Thursday, February 9, 2017

Dacryodes edulis

Dacryodes edulis or safou is a fruit tree native to Africa, sometimes called Atanga (Gabon), Ube (Nigeria), African pear, bush pear,  African plum, Nsafu, bush butter tree, or butterfruit.

Dacryodes edulis is an evergreen tree attaining a height of 18–40 m in the forest but not exceeding 12 m in plantations. It has a relatively short trunk and a deep, dense crown.
The bark is pale gray and rough with droplets of resin.
The leaves are a compound with 5-8 pairs of leaflets.

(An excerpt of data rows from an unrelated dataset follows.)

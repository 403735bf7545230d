//! Outbound Event Push
//!
//! HTTP POST delivery of backend events to a collector with HMAC signing,
//! bounded retries and quick-operation feedback.

pub mod delivery;
pub mod signing;
pub mod types;

pub use delivery::EventPusher;
pub use types::*;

The upper surface of the leaves is glossy.
The flowers are yellow and about 5 mm across. They are arranged in a large inflorescence. The tree flowers at the beginning of the rainy season and bears fruits during 2 to 5 months after flowering.
The fruit is an ellipsoidal drupe which varies in length from 4 to 12 cm. The skin of the fruit is dark blue or violet, whereas the flesh is pale to light green.
There are two variants of Dacryodes edulis: edulis and parvicarpa. The fruit of edulis is larger and the tree has stout, ascending branches. parvicarpa has smaller fruit and slender, drooping branches.

Habitat and Range
The preferential habitat of D. edulis is a shady, humid tropical forest. However, it adapts well to variations in soil type, humidity, temperature and day length.
The natural range extends from Angola in the South, Nigeria and Sierra Leone in the West and Uganda in the East. It is also cultivated in Malaysia, apparently.

The main use of D. edulis is its fruit, which can be eaten either raw, cooked in salt water or roasted. Cooked flesh of the fruit has a texture similar to butter. The pulp contains 48% oil and a plantation can produce 7-8 tons of oil per hectare. The fat content of this fruit is much higher compared to fruits such as apple, guava, and pawpaw.  It is also rich in vitamins. The kernel can be used as fodder for sheep or goats. The flowers are useful in apiculture. Shade tolerant traditional crops, such as Xanthosoma sagittifolium and taro can be co-cultivated with D. edulis.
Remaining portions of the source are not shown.